-- DATA SUPPLIED follows --

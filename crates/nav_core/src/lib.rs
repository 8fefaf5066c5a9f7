//! # Nav Core
//!
//! Deterministic unit navigation for EvaFrontier.
//!
//! This crate contains **only** deterministic logic:
//! - No rendering
//! - No IO
//! - No floating-point motion math (uses fixed-point)
//!
//! This separation enables:
//! - Headless scenario runs
//! - Snapshot/restore of agent state
//! - Determinism testing
//!
//! ## Crate Structure
//!
//! - [`pathfinding`] - Generic A* search, grid route planning
//! - [`waypoints`] - Waypoint queue and move orders
//! - [`terrain`] - Terrain queries and the tile collision map
//! - [`steering`] - Speed and heading model
//! - [`direction`] - Compass octants
//! - [`movement`] - Collision probe and turn penalty
//! - [`agent`] - Movable agents and their per-tick update
//! - [`world`] - Agent container and tick loop
//! - [`math`] - Fixed-point math utilities

#![forbid(unsafe_code)]
#![warn(missing_docs)]
#![warn(clippy::all, clippy::pedantic)]

pub mod agent;
pub mod animation;
pub mod cargo;
pub mod data;
pub mod direction;
pub mod error;
pub mod math;
pub mod movement;
pub mod pathfinding;
pub mod steering;
pub mod terrain;
pub mod unit_kind;
pub mod waypoints;
pub mod world;

/// Re-export commonly used types
pub mod prelude {
    pub use crate::agent::Agent;
    pub use crate::cargo::{CargoHold, Resource, ResourceStore, AMOUNT_PER_CARGO};
    pub use crate::data::{ArrivalBehavior, UnitKindData};
    pub use crate::direction::{quantize_direction, Octant};
    pub use crate::error::{NavError, Result};
    pub use crate::math::{Fixed, Vec2Fixed};
    pub use crate::movement::MoveOutcome;
    pub use crate::pathfinding::{find_path, plan_route, HasNeighbours, NavGrid, Path};
    pub use crate::steering::{FacingModel, SteeringConfig, SteeringMode};
    pub use crate::terrain::{CollisionMap, OpenTerrain, TerrainQuery};
    pub use crate::unit_kind::UnitKindRegistry;
    pub use crate::waypoints::{OrderMode, WaypointQueue};
    pub use crate::world::{AgentId, NavWorld, TickEvents};
}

-- DATA SUPPLIED concluded --

§ EXERCISE INSTRUCTIONS
In full and without error, give the listing again.

§ RESPONSE TO THIS TASK
filename crates/nav_core/src/lib.rs
repository 8fefaf5066c5a9f7
//! # Nav Core
//!
//! Deterministic unit navigation for EvaFrontier.
//!
//! This crate contains **only** deterministic logic:
//! - No rendering
//! - No IO
//! - No floating-point motion math (uses fixed-point)
//!
//! This separation enables:
//! - Headless scenario runs
//! - Snapshot/restore of agent state
//! - Determinism testing
//!
//! ## Crate Structure
//!
//! - [`pathfinding`] - Generic A* search, grid route planning
//! - [`waypoints`] - Waypoint queue and move orders
//! - [`terrain`] - Terrain queries and the tile collision map
//! - [`steering`] - Speed and heading model
//! - [`direction`] - Compass octants
//! - [`movement`] - Collision probe and turn penalty
//! - [`agent`] - Movable agents and their per-tick update
//! - [`world`] - Agent container and tick loop
//! - [`math`] - Fixed-point math utilities

#![forbid(unsafe_code)]
#![warn(missing_docs)]
#![warn(clippy::all, clippy::pedantic)]

pub mod agent;
pub mod animation;
pub mod cargo;
pub mod data;
pub mod direction;
pub mod error;
pub mod math;
pub mod movement;
pub mod pathfinding;
pub mod steering;
pub mod terrain;
pub mod unit_kind;
pub mod waypoints;
pub mod world;

/// Re-export commonly used types
pub mod prelude {
    pub use crate::agent::Agent;
    pub use crate::cargo::{CargoHold, Resource, ResourceStore, AMOUNT_PER_CARGO};
    pub use crate::data::{ArrivalBehavior, UnitKindData};
    pub use crate::direction::{quantize_direction, Octant};
    pub use crate::error::{NavError, Result};
    pub use crate::math::{Fixed, Vec2Fixed};
    pub use crate::movement::MoveOutcome;
    pub use crate::pathfinding::{find_path, plan_route, HasNeighbours, NavGrid, Path};
    pub use crate::steering::{FacingModel, SteeringConfig, SteeringMode};
    pub use crate::terrain::{CollisionMap, OpenTerrain, TerrainQuery};
    pub use crate::unit_kind::UnitKindRegistry;
    pub use crate::waypoints::{OrderMode, WaypointQueue};
    pub use crate::world::{AgentId, NavWorld, TickEvents};
}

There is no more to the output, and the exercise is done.